Law of Refraction with changing index of refraction

[Mnemonic]

Homework Statement

A light ray enters the atmosphere of the Earth and descends vertically to the surface a distance h = 101.2-km below. The index of refraction where the light enters the atmosphere is n = 1.00 and it increases linearly with distance to a value of n= 1.000293 at the Earth's surface.Over what time interval does the light traverse this path?

Homework Equations

v1/v2=n2/n1

v1=3e8
n1=1
v2=3e8/n2
D=distance from atmosphere barrier

The Attempt at a Solution

So the increase in n2 per m = 1/345392491

Therefore n2=(D/345392491) +1

v2=3e8/(1+(D/345392491))

So v2 changes with distance. I'm not sure where to go from here to get time.

 

[gneill]

See if you can write an expression for v as a function of altitude.

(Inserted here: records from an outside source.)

//! Grant clause writer
//!
//! Renders clause records back to policy text that `read_clauses` reads into
//! the same records.

use chrono::Local;

use super::lexer::is_word_char;
use super::GrantClause;
use crate::permissions::PermissionDescriptor;

fn quote(value: &str) -> String {
    let mut out = String::with_capacity(value.len() + 2);
    out.push('"');
    for c in value.chars() {
        match c {
            '\\' => out.push_str("\\\\"),
            '"' => out.push_str("\\\""),
            '\n' => out.push_str("\\n"),
            '\r' => out.push_str("\\r"),
            '\t' => out.push_str("\\t"),
            c => out.push(c),
        }
    }
    out.push('"');
    out
}

/// Class names are written bare unless they contain non-word characters
fn name(value: &str) -> String {
    if !value.is_empty() && value.chars().all(is_word_char) {
        value.to_string()
    } else {
        quote(value)
    }
}

fn grant_header(clause: &GrantClause) -> String {
    let mut parts = Vec::new();
    if let Some(signer) = &clause.signed_by {
        parts.push(format!("signedBy {}", quote(signer)));
    }
    if let Some(codebase) = &clause.codebase {
        parts.push(format!("codeBase {}", quote(codebase)));
    }
    for principal in &clause.principals {
        parts.push(format!(
            "principal {} {}",
            name(&principal.principal_class),
            quote(&principal.principal_name)
        ));
    }

    if parts.is_empty() {
        "grant {".to_string()
    } else {
        format!("grant {} {{", parts.join(", "))
    }
}

fn permission_line(permission: &PermissionDescriptor) -> String {
    let mut line = format!("permission {}", name(&permission.class_name));
    if !permission.target.is_empty() || permission.has_actions() {
        line.push(' ');
        line.push_str(&quote(&permission.target));
    }
    if permission.has_actions() {
        line.push_str(", ");
        line.push_str(&quote(&permission.actions));
    }
    if let Some(signer) = &permission.signed_by {
        line.push_str(", signedBy ");
        line.push_str(&quote(signer));
    }
    line.push(';');
    line
}

/// Render clauses as policy text, preceded by a generated-file header
pub fn write_clauses(clauses: &[GrantClause]) -> String {
    let mut lines = vec![
        format!(
            "/* AUTOMATICALLY GENERATED ON {} */",
            Local::now().format("%a %b %e %H:%M:%S %Z %Y")
        ),
        "/* DO NOT EDIT */".to_string(),
        String::new(),
    ];

    for clause in clauses {
        lines.push(grant_header(clause));
        lines.extend(
            clause
                .permissions
                .iter()
                .map(|permission| format!("\t{}", permission_line(permission))),
        );
        lines.push("};".to_string());
        lines.push(String::new());
    }

    let mut out = lines.join("\n");
    out.push('\n');
    out
}
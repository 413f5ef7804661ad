//! Policy Renderer - prints editor state as colored text or JSON
//!
//! Every view has a JSON form built as a `serde_json::Value`, so scripted
//! callers get the same information the colored output shows.

use serde_json::{json, Value};

use crate::core::PolicyResult;
use crate::editor::PolicyEditorController;
use crate::permissions::{all_categories, PermissionGroup};
use crate::policy::PolicyIdentifier;

use super::console::Console;

/// JSON view of one scope
pub fn scope_json(controller: &PolicyEditorController, identifier: &PolicyIdentifier) -> Value {
    let flags = controller.permissions(identifier);
    let granted: Vec<&str> = flags
        .iter()
        .filter(|(_, granted)| **granted)
        .map(|(p, _)| p.name())
        .collect();
    let groups: serde_json::Map<String, Value> = PermissionGroup::ALL
        .iter()
        .map(|g| (g.title().to_string(), json!(g.state(&flags))))
        .collect();

    json!({
        "identifier": identifier,
        "label": identifier.to_string(),
        "granted": granted,
        "groups": groups,
        "custom": controller.custom_permissions(identifier),
    })
}

/// JSON view of every scope in the file
pub fn identifiers_json(controller: &PolicyEditorController) -> Value {
    let scopes: Vec<Value> = controller
        .identifiers()
        .iter()
        .map(|id| scope_json(controller, id))
        .collect();
    json!({
        "file": controller.file().map(|p| p.display().to_string()),
        "scopes": scopes,
    })
}

/// JSON view of the category catalog
pub fn categories_json() -> Value {
    let categories: Vec<Value> = all_categories()
        .iter()
        .map(|p| {
            json!({
                "name": p.name(),
                "description": p.description(),
                "statement": p.to_permission_string(),
                "groups": PermissionGroup::of(*p).iter().map(|g| g.title()).collect::<Vec<_>>(),
            })
        })
        .collect();
    Value::Array(categories)
}

/// Prints editor views in the configured format
pub struct PolicyRenderer {
    console: Console,
    json: bool,
}

impl PolicyRenderer {
    pub fn new(json: bool) -> Self {
        Self {
            console: Console::new(),
            json,
        }
    }

    /// Create a renderer with a custom console
    pub fn with_console(console: Console, json: bool) -> Self {
        Self { console, json }
    }

    pub fn console(&self) -> &Console {
        &self.console
    }

    fn print_json(&self, value: &Value) -> PolicyResult<()> {
        println!("{}", serde_json::to_string_pretty(value)?);
        Ok(())
    }

    /// Print every scope with its granted categories
    pub fn render_identifiers(&self, controller: &PolicyEditorController) -> PolicyResult<()> {
        if self.json {
            return self.print_json(&identifiers_json(controller));
        }

        let identifiers = controller.identifiers();
        if identifiers.is_empty() {
            self.console.print_system("No grant scopes in this policy file");
            return Ok(());
        }
        for identifier in &identifiers {
            self.console.print_identifier(identifier);
            let flags = controller.permissions(identifier);
            for (permission, _) in flags.iter().filter(|(_, granted)| **granted) {
                self.console.print_permission(*permission, true);
            }
            for custom in controller.custom_permissions(identifier) {
                self.console.print_custom(&custom);
            }
            self.console.println();
        }
        Ok(())
    }

    /// Print one scope in full, grouped the way the editor shows it
    pub fn render_scope(
        &self,
        controller: &PolicyEditorController,
        identifier: &PolicyIdentifier,
    ) -> PolicyResult<()> {
        if self.json {
            return self.print_json(&scope_json(controller, identifier));
        }

        let flags = controller.permissions(identifier);
        self.console.print_identifier(identifier);
        self.console.print_separator();
        for group in PermissionGroup::ALL {
            self.console.print_group(group.title(), group.state(&flags));
            for permission in group.permissions() {
                self.console.print_permission(*permission, flags[permission]);
            }
        }
        for (permission, granted) in flags.iter().filter(|(p, _)| !PermissionGroup::any_contains(**p)) {
            self.console.print_permission(*permission, *granted);
        }

        let custom = controller.custom_permissions(identifier);
        if !custom.is_empty() {
            self.console.print_separator();
            for permission in &custom {
                self.console.print_custom(permission);
            }
        }
        Ok(())
    }

    /// Print the category catalog
    pub fn render_categories(&self) -> PolicyResult<()> {
        if self.json {
            return self.print_json(&categories_json());
        }
        for permission in all_categories() {
            println!("{:<26} {}", permission.name(), permission.to_permission_string());
        }
        Ok(())
    }

    /// Report the outcome of a command that changed the file
    pub fn render_saved(&self, message: &str) -> PolicyResult<()> {
        if self.json {
            return self.print_json(&json!({ "status": "saved", "message": message }));
        }
        self.console.print_success(message);
        Ok(())
    }

    pub fn render_error(&self, error: &str) {
        if self.json {
            eprintln!("{}", json!({ "status": "error", "message": error }));
        } else {
            self.console.print_error(error);
        }
    }
}

#[cfg(test)]
mod tests {
    use super::*;
    use crate::permissions::{KnownPermission, PermissionDescriptor};

    fn controller() -> PolicyEditorController {
        let mut controller = PolicyEditorController::new();
        controller.set_permission(&PolicyIdentifier::AllCode, KnownPermission::ReadLocalFiles, true);
        controller.set_permission(&PolicyIdentifier::AllCode, KnownPermission::Clipboard, true);
        controller.add_custom_permission(
            &PolicyIdentifier::from_codebase("http://example.com"),
            PermissionDescriptor::new("a.B", "c"),
        );
        controller
    }

    #[test]
    fn test_scope_json() {
        let value = scope_json(&controller(), &PolicyIdentifier::AllCode);
        assert_eq!(value["label"], "All code");
        assert_eq!(value["identifier"], "all_code");
        assert_eq!(value["granted"], json!(["read-local-files", "clipboard"]));
        assert_eq!(value["custom"], json!([]));
        assert_eq!(value["groups"]["Read from file system"], json!("mixed"));
    }

    #[test]
    fn test_identifiers_json() {
        let value = identifiers_json(&controller());
        let scopes = value["scopes"].as_array().unwrap();
        assert_eq!(scopes.len(), 2);
        assert_eq!(scopes[0]["label"], "All code");
        assert_eq!(scopes[1]["identifier"]["scoped"]["codebase"], "http://example.com");
        assert_eq!(scopes[1]["custom"][0]["class_name"], "a.B");
        assert!(value["file"].is_null());
    }

    #[test]
    fn test_categories_json() {
        let value = categories_json();
        let categories = value.as_array().unwrap();
        assert_eq!(categories.len(), all_categories().len());
        assert_eq!(categories[0]["name"], "read-local-files");
    }
}
//! Raw permission and principal records
//!
//! These are the values that appear verbatim in a policy file. They are used
//! both for permissions the catalog recognizes and for ones it does not.

use serde::{Deserialize, Serialize};
use std::fmt;

/// One concrete `permission` statement
///
/// `actions` is the empty string when the statement has none.
#[derive(Debug, Clone, PartialEq, Eq, Hash, PartialOrd, Ord, Serialize, Deserialize)]
pub struct PermissionDescriptor {
    /// Permission class, e.g. `java.io.FilePermission`
    pub class_name: String,
    /// Target name, e.g. `${user.home}`
    pub target: String,
    /// Comma separated actions, e.g. `read,write`
    #[serde(default)]
    pub actions: String,
    /// Optional `signedBy` on the permission statement itself
    #[serde(default, skip_serializing_if = "Option::is_none")]
    pub signed_by: Option<String>,
}

impl PermissionDescriptor {
    /// Create a descriptor without actions
    pub fn new(class_name: impl Into<String>, target: impl Into<String>) -> Self {
        Self {
            class_name: class_name.into(),
            target: target.into(),
            actions: String::new(),
            signed_by: None,
        }
    }

    /// Create a descriptor with actions
    pub fn with_actions(
        class_name: impl Into<String>,
        target: impl Into<String>,
        actions: impl Into<String>,
    ) -> Self {
        Self {
            class_name: class_name.into(),
            target: target.into(),
            actions: actions.into(),
            signed_by: None,
        }
    }

    /// Attach a permission-level signer
    pub fn signed_by(mut self, signer: impl Into<String>) -> Self {
        self.signed_by = Some(signer.into());
        self
    }

    /// Whether the statement carries an actions string, even a blank one
    pub fn has_actions(&self) -> bool {
        !self.actions.is_empty()
    }

    /// Policy statement text for this permission
    pub fn to_permission_string(&self) -> String {
        let mut out = format!("permission {} \"{}\"", self.class_name, self.target);
        if self.has_actions() {
            out.push_str(&format!(", \"{}\"", self.actions));
        }
        if let Some(signer) = &self.signed_by {
            out.push_str(&format!(", signedBy \"{}\"", signer));
        }
        out.push(';');
        out
    }
}

impl fmt::Display for PermissionDescriptor {
    fn fmt(&self, f: &mut fmt::Formatter<'_>) -> fmt::Result {
        f.write_str(&self.to_permission_string())
    }
}

/// A `principal <class> "<name>"` element of a grant scope
#[derive(Debug, Clone, PartialEq, Eq, Hash, PartialOrd, Ord, Serialize, Deserialize)]
pub struct PrincipalEntry {
    /// Principal class, e.g. `javax.security.auth.x500.X500Principal`
    pub principal_class: String,
    /// Principal name
    pub principal_name: String,
}

impl PrincipalEntry {
    /// Create a new principal entry
    pub fn new(principal_class: impl Into<String>, principal_name: impl Into<String>) -> Self {
        Self {
            principal_class: principal_class.into(),
            principal_name: principal_name.into(),
        }
    }
}

impl fmt::Display for PrincipalEntry {
    fn fmt(&self, f: &mut fmt::Formatter<'_>) -> fmt::Result {
        write!(f, "{} \"{}\"", self.principal_class, self.principal_name)
    }
}

#[cfg(test)]
mod tests {
    use super::*;

    #[test]
    fn test_actions_default_to_empty() {
        let perm = PermissionDescriptor::new("java.lang.RuntimePermission", "createClassLoader");
        assert_eq!(perm.actions, "");
        assert!(!perm.has_actions());
        assert!(PermissionDescriptor::with_actions("a.B", "t", " ").has_actions());
        assert_eq!(
            perm,
            PermissionDescriptor::with_actions("java.lang.RuntimePermission", "createClassLoader", "")
        );
    }

    #[test]
    fn test_structural_equality() {
        let a = PermissionDescriptor::with_actions("java.io.FilePermission", "*", "write");
        let b = PermissionDescriptor::with_actions("java.io.FilePermission", "*", "write");
        let c = PermissionDescriptor::with_actions("java.io.FilePermission", "*", "read");
        assert_eq!(a, b);
        assert_ne!(a, c);
        assert_ne!(a, b.clone().signed_by("someCA"));
    }

    #[test]
    fn test_permission_string() {
        let perm = PermissionDescriptor::with_actions("java.io.FilePermission", "${user.home}", "read");
        assert_eq!(
            perm.to_permission_string(),
            "permission java.io.FilePermission \"${user.home}\", \"read\";"
        );

        let perm = PermissionDescriptor::new("javax.sound.sampled.AudioPermission", "play");
        assert_eq!(
            perm.to_string(),
            "permission javax.sound.sampled.AudioPermission \"play\";"
        );
    }

    #[test]
    fn test_principal_display() {
        let principal = PrincipalEntry::new("javax.security.auth.x500.X500Principal", "cn=Duke");
        assert_eq!(
            principal.to_string(),
            "javax.security.auth.x500.X500Principal \"cn=Duke\""
        );
    }
}
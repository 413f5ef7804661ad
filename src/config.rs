//! Editor configuration
//!
//! Settings come from, lowest to highest precedence: defaults, an optional
//! JSON config file, `POLICYEDIT_*` environment variables, and command-line
//! flags applied by the binary.
//!
//! ```ignore
//! let config = EditorConfig::load(&path)?
//!     .apply_env()
//!     .with_log_level("debug")
//!     .with_json_output(true);
//! ```

use serde::{Deserialize, Serialize};
use std::fs;
use std::path::{Path, PathBuf};

use crate::core::{PolicyError, PolicyResult};

/// Overrides the policy file location
pub const ENV_POLICY_FILE: &str = "POLICYEDIT_FILE";
/// Overrides the log filter
pub const ENV_LOG_LEVEL: &str = "POLICYEDIT_LOG";

/// Configuration for the policy editor
#[derive(Debug, Clone, PartialEq, Eq, Serialize, Deserialize)]
#[serde(default)]
pub struct EditorConfig {
    /// Policy file to edit; the per-user default when unset
    pub policy_file: Option<PathBuf>,

    /// `tracing` filter directive, e.g. `info` or `policyedit=debug`
    pub log_level: String,

    /// Directory for daily rolling log files; stderr only when unset
    pub log_dir: Option<PathBuf>,

    /// Print command results as JSON instead of colored text
    pub json_output: bool,
}

impl Default for EditorConfig {
    fn default() -> Self {
        Self {
            policy_file: None,
            log_level: "warn".to_string(),
            log_dir: None,
            json_output: false,
        }
    }
}

impl EditorConfig {
    pub fn new() -> Self {
        Self::default()
    }

    /// Per-user policy file: `<config dir>/icedtea-web/security/java.policy`
    pub fn default_policy_file() -> PolicyResult<PathBuf> {
        let base = dirs::config_dir().ok_or_else(|| {
            PolicyError::InvalidConfig("could not determine the user config directory".into())
        })?;
        Ok(base.join("icedtea-web").join("security").join("java.policy"))
    }

    /// Load a JSON config file. A missing file gives the defaults.
    pub fn load(path: &Path) -> PolicyResult<Self> {
        let text = match fs::read_to_string(path) {
            Ok(text) => text,
            Err(e) if e.kind() == std::io::ErrorKind::NotFound => {
                tracing::debug!("No config file at {}, using defaults", path.display());
                return Ok(Self::default());
            }
            Err(e) => return Err(e.into()),
        };
        let config: Self = serde_json::from_str(&text)?;
        config.validate()?;
        Ok(config)
    }

    /// Apply `POLICYEDIT_FILE` and `POLICYEDIT_LOG`
    pub fn apply_env(self) -> Self {
        self.apply_env_from(|key| std::env::var(key).ok())
    }

    fn apply_env_from<F>(mut self, lookup: F) -> Self
    where
        F: Fn(&str) -> Option<String>,
    {
        if let Some(file) = lookup(ENV_POLICY_FILE).filter(|v| !v.is_empty()) {
            self.policy_file = Some(PathBuf::from(file));
        }
        if let Some(level) = lookup(ENV_LOG_LEVEL).filter(|v| !v.is_empty()) {
            self.log_level = level;
        }
        self
    }

    pub fn with_policy_file(mut self, path: impl Into<PathBuf>) -> Self {
        self.policy_file = Some(path.into());
        self
    }

    pub fn with_log_level(mut self, level: impl Into<String>) -> Self {
        self.log_level = level.into();
        self
    }

    pub fn with_log_dir(mut self, dir: impl Into<PathBuf>) -> Self {
        self.log_dir = Some(dir.into());
        self
    }

    pub fn with_json_output(mut self, json: bool) -> Self {
        self.json_output = json;
        self
    }

    /// The explicit policy file, or the per-user default
    pub fn resolve_policy_file(&self) -> PolicyResult<PathBuf> {
        match &self.policy_file {
            Some(path) => Ok(path.clone()),
            None => Self::default_policy_file(),
        }
    }

    fn validate(&self) -> PolicyResult<()> {
        if self.log_level.trim().is_empty() {
            return Err(PolicyError::InvalidConfig("log_level must not be empty".into()));
        }
        Ok(())
    }
}

#[cfg(test)]
mod tests {
    use super::*;
    use std::collections::HashMap;

    #[test]
    fn test_defaults() {
        let config = EditorConfig::default();
        assert_eq!(config.log_level, "warn");
        assert!(config.policy_file.is_none());
        assert!(config.log_dir.is_none());
        assert!(!config.json_output);
    }

    #[test]
    fn test_builder() {
        let config = EditorConfig::new()
            .with_policy_file("/tmp/java.policy")
            .with_log_level("debug")
            .with_log_dir("/tmp/logs")
            .with_json_output(true);
        assert_eq!(config.policy_file, Some(PathBuf::from("/tmp/java.policy")));
        assert_eq!(config.log_level, "debug");
        assert_eq!(config.log_dir, Some(PathBuf::from("/tmp/logs")));
        assert!(config.json_output);
    }

    #[test]
    fn test_load_missing_file_gives_defaults() {
        let dir = tempfile::tempdir().unwrap();
        let config = EditorConfig::load(&dir.path().join("policyedit.json")).unwrap();
        assert_eq!(config, EditorConfig::default());
    }

    #[test]
    fn test_load_partial_file() {
        let dir = tempfile::tempdir().unwrap();
        let path = dir.path().join("policyedit.json");
        fs::write(&path, r#"{"policy_file": "/srv/java.policy", "json_output": true}"#).unwrap();

        let config = EditorConfig::load(&path).unwrap();
        assert_eq!(config.policy_file, Some(PathBuf::from("/srv/java.policy")));
        assert!(config.json_output);
        assert_eq!(config.log_level, "warn");
    }

    #[test]
    fn test_load_malformed_file() {
        let dir = tempfile::tempdir().unwrap();
        let path = dir.path().join("policyedit.json");
        fs::write(&path, "{ not json").unwrap();
        assert!(matches!(EditorConfig::load(&path), Err(PolicyError::Serialization(_))));

        fs::write(&path, r#"{"log_level": " "}"#).unwrap();
        assert!(matches!(EditorConfig::load(&path), Err(PolicyError::InvalidConfig(_))));
    }

    #[test]
    fn test_env_overrides() {
        let env: HashMap<&str, &str> = HashMap::from([
            (ENV_POLICY_FILE, "/home/duke/custom.policy"),
            (ENV_LOG_LEVEL, "policyedit=trace"),
        ]);
        let config = EditorConfig::default().apply_env_from(|k| env.get(k).map(|v| v.to_string()));
        assert_eq!(config.policy_file, Some(PathBuf::from("/home/duke/custom.policy")));
        assert_eq!(config.log_level, "policyedit=trace");

        let untouched = EditorConfig::default().apply_env_from(|_| Some(String::new()));
        assert_eq!(untouched, EditorConfig::default());
    }

    #[test]
    fn test_resolve_policy_file() {
        let explicit = EditorConfig::new().with_policy_file("/srv/java.policy");
        assert_eq!(explicit.resolve_policy_file().unwrap(), PathBuf::from("/srv/java.policy"));

        if let Ok(default) = EditorConfig::new().resolve_policy_file() {
            assert!(default.ends_with("icedtea-web/security/java.policy"));
        }
    }
}
use anyhow::{bail, Context};
use clap::{ArgAction, Args, Parser, Subcommand};
use std::fs;
use std::path::PathBuf;
use std::process::ExitCode;

use policyedit::cli::PolicyRenderer;
use policyedit::config::EditorConfig;
use policyedit::editor::{identifier_from_codebase, PolicyEditorController};
use policyedit::logging;
use policyedit::permissions::{KnownPermission, PermissionDescriptor, PrincipalEntry};
use policyedit::policy::PolicyIdentifier;

/// View and edit Java security policy files
#[derive(Parser)]
#[command(name = "policyedit", version)]
struct Cli {
    /// Policy file to edit
    #[arg(long, global = true, conflicts_with = "defaultfile")]
    file: Option<PathBuf>,

    /// Edit the per-user default policy file
    #[arg(long, global = true)]
    defaultfile: bool,

    /// JSON config file
    #[arg(long, global = true)]
    config: Option<PathBuf>,

    /// Print results as JSON
    #[arg(long, global = true)]
    json: bool,

    /// More logging (-v info, -vv debug, -vvv trace)
    #[arg(short, long, global = true, action = ArgAction::Count)]
    verbose: u8,

    #[command(subcommand)]
    command: Command,
}

/// Selects one grant scope; nothing selected means all code
#[derive(Args, Clone, Default)]
struct ScopeArgs {
    /// Codebase URL of the scope
    #[arg(long)]
    codebase: Option<String>,

    /// Signer of the scope
    #[arg(long = "signedby")]
    signed_by: Option<String>,

    /// Principal of the scope, may be repeated
    #[arg(long, num_args = 2, value_names = ["CLASS", "NAME"], action = ArgAction::Append)]
    principal: Vec<String>,
}

impl ScopeArgs {
    fn identifier(&self) -> PolicyIdentifier {
        let principals: Vec<PrincipalEntry> = self
            .principal
            .chunks(2)
            .filter(|pair| pair.len() == 2)
            .map(|pair| PrincipalEntry::new(pair[0].clone(), pair[1].clone()))
            .collect();
        if self.signed_by.is_none() && principals.is_empty() {
            return identifier_from_codebase(self.codebase.as_deref().unwrap_or(""));
        }
        PolicyIdentifier::scoped(self.signed_by.as_deref(), principals, self.codebase.as_deref())
    }
}

#[derive(Subcommand)]
enum Command {
    /// List every grant scope with what it grants
    List,
    /// Show one scope in full
    Show(ScopeArgs),
    /// Grant categories to a scope
    Grant {
        #[command(flatten)]
        scope: ScopeArgs,
        /// Category names, see `categories`
        #[arg(required = true)]
        permissions: Vec<KnownPermission>,
    },
    /// Revoke categories from a scope
    Revoke {
        #[command(flatten)]
        scope: ScopeArgs,
        #[arg(required = true)]
        permissions: Vec<KnownPermission>,
    },
    /// Add a permission outside the category catalog
    AddCustom {
        #[command(flatten)]
        scope: ScopeArgs,
        class: String,
        target: String,
        actions: Option<String>,
    },
    /// Remove a scope's custom permissions
    ClearCustom(ScopeArgs),
    /// Remove a scope entirely
    Remove(ScopeArgs),
    /// Copy a scope's entitlements to a codebase scope
    Copy {
        #[command(flatten)]
        scope: ScopeArgs,
        #[arg(long)]
        to_codebase: String,
    },
    /// List the known categories
    Categories,
}

fn load_config(cli: &Cli) -> anyhow::Result<EditorConfig> {
    let mut config = match &cli.config {
        Some(path) => EditorConfig::load(path)
            .with_context(|| format!("Failed to load config {}", path.display()))?,
        None => EditorConfig::default(),
    }
    .apply_env();

    config = match cli.verbose {
        0 => config,
        1 => config.with_log_level("info"),
        2 => config.with_log_level("debug"),
        _ => config.with_log_level("trace"),
    };
    if cli.json {
        config = config.with_json_output(true);
    }
    if let Some(file) = &cli.file {
        config = config.with_policy_file(file);
    } else if cli.defaultfile {
        config.policy_file = Some(EditorConfig::default_policy_file()?);
    }
    Ok(config)
}

/// Bind and load the policy file; a missing file starts empty
fn open(config: &EditorConfig) -> anyhow::Result<PolicyEditorController> {
    let path = config.resolve_policy_file()?;
    let mut controller = PolicyEditorController::new();
    controller.set_file(Some(path.clone()));
    match controller.open_and_parse() {
        Ok(()) => {}
        Err(e) if e.is_not_found() => {
            tracing::info!("{} does not exist yet, starting empty", path.display());
        }
        Err(e) => return Err(e).with_context(|| format!("Failed to read {}", path.display())),
    }
    Ok(controller)
}

fn save(controller: &mut PolicyEditorController, renderer: &PolicyRenderer) -> anyhow::Result<()> {
    let path = match controller.file() {
        Some(path) => path.to_path_buf(),
        None => bail!("No policy file selected"),
    };
    if controller.file_has_changed() {
        let overwrite = renderer
            .console()
            .confirm("The policy file changed on disk since it was read. Overwrite?")?;
        if !overwrite {
            bail!("Not saving; {} was modified externally", path.display());
        }
    }
    if let Some(parent) = path.parent().filter(|p| !p.as_os_str().is_empty()) {
        fs::create_dir_all(parent)
            .with_context(|| format!("Failed to create {}", parent.display()))?;
    }
    controller
        .save()
        .with_context(|| format!("Failed to write {}", path.display()))?;
    renderer.render_saved(&format!("Saved {}", path.display()))?;
    Ok(())
}

fn set_permissions(
    controller: &mut PolicyEditorController,
    scope: &ScopeArgs,
    permissions: &[KnownPermission],
    granted: bool,
) -> anyhow::Result<()> {
    let identifier = scope.identifier();
    controller.add_identifier(identifier.clone())?;
    for permission in permissions {
        controller.set_permission(&identifier, *permission, granted);
    }
    tracing::info!(
        "{} {} categories for {}",
        if granted { "Granted" } else { "Revoked" },
        permissions.len(),
        identifier
    );
    Ok(())
}

fn run(cli: Cli, config: EditorConfig, renderer: &PolicyRenderer) -> anyhow::Result<()> {
    if let Command::Categories = cli.command {
        renderer.render_categories()?;
        return Ok(());
    }

    let mut controller = open(&config)?;

    match cli.command {
        Command::Categories => {}
        Command::List => renderer.render_identifiers(&controller)?,
        Command::Show(scope) => {
            let identifier = scope.identifier();
            if !controller.identifiers().contains(&identifier) {
                tracing::warn!("{} has no grant clause, showing defaults", identifier);
            }
            renderer.render_scope(&controller, &identifier)?;
        }
        Command::Grant { scope, permissions } => {
            set_permissions(&mut controller, &scope, &permissions, true)?;
            save(&mut controller, renderer)?;
        }
        Command::Revoke { scope, permissions } => {
            set_permissions(&mut controller, &scope, &permissions, false)?;
            save(&mut controller, renderer)?;
        }
        Command::AddCustom {
            scope,
            class,
            target,
            actions,
        } => {
            let identifier = scope.identifier();
            controller.add_identifier(identifier.clone())?;
            let descriptor = PermissionDescriptor::with_actions(class, target, actions.unwrap_or_default());
            controller.add_custom_permission(&identifier, descriptor);
            save(&mut controller, renderer)?;
        }
        Command::ClearCustom(scope) => {
            controller.clear_custom_identifier(&scope.identifier());
            save(&mut controller, renderer)?;
        }
        Command::Remove(scope) => {
            let identifier = scope.identifier();
            if !controller.remove_identifier(&identifier) {
                bail!("No grant clause for {}", identifier);
            }
            save(&mut controller, renderer)?;
        }
        Command::Copy { scope, to_codebase } => {
            let source = scope.identifier();
            controller.copy_to_clipboard(&source);
            controller.paste_from_clipboard(identifier_from_codebase(&to_codebase))?;
            save(&mut controller, renderer)?;
        }
    }
    Ok(())
}

/// Exit code for a command result, reporting any error
fn exit_code(result: anyhow::Result<()>, renderer: &PolicyRenderer) -> ExitCode {
    match result {
        Ok(()) => ExitCode::SUCCESS,
        Err(e) => {
            tracing::error!("{:#}", e);
            renderer.render_error(&format!("{:#}", e));
            ExitCode::FAILURE
        }
    }
}

fn main() -> anyhow::Result<ExitCode> {
    let cli = Cli::parse();
    let config = load_config(&cli)?;
    let _guard = logging::init_logging(&config)?;

    tracing::debug!("Using policy file {:?}", config.policy_file);

    let renderer = PolicyRenderer::new(config.json_output);
    let code = exit_code(run(cli, config, &renderer), &renderer);
    Ok(code)
}

#[cfg(test)]
mod tests {
    use super::*;

    #[test]
    fn test_failed_command_exits_with_failure() {
        let renderer = PolicyRenderer::new(true);
        assert_eq!(exit_code(Ok(()), &renderer), ExitCode::SUCCESS);
        assert_eq!(
            exit_code(Err(anyhow::anyhow!("No grant clause for All code")), &renderer),
            ExitCode::FAILURE
        );
    }
}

That is, if y is the vertical height then v(y) = ?. It will rely on also having an expression for n(y). Then knowing that v is dy/dt you should be able to write a differential equation.

 

[Mnemonic]

See if you can write an expression for v as a function of altitude. That is, if y is the vertical height then v(y) = ?. It will rely on also having an expression for n(y). Then knowing that v is dy/dt you should be able to write a differential equation.

Thanks I got the answer!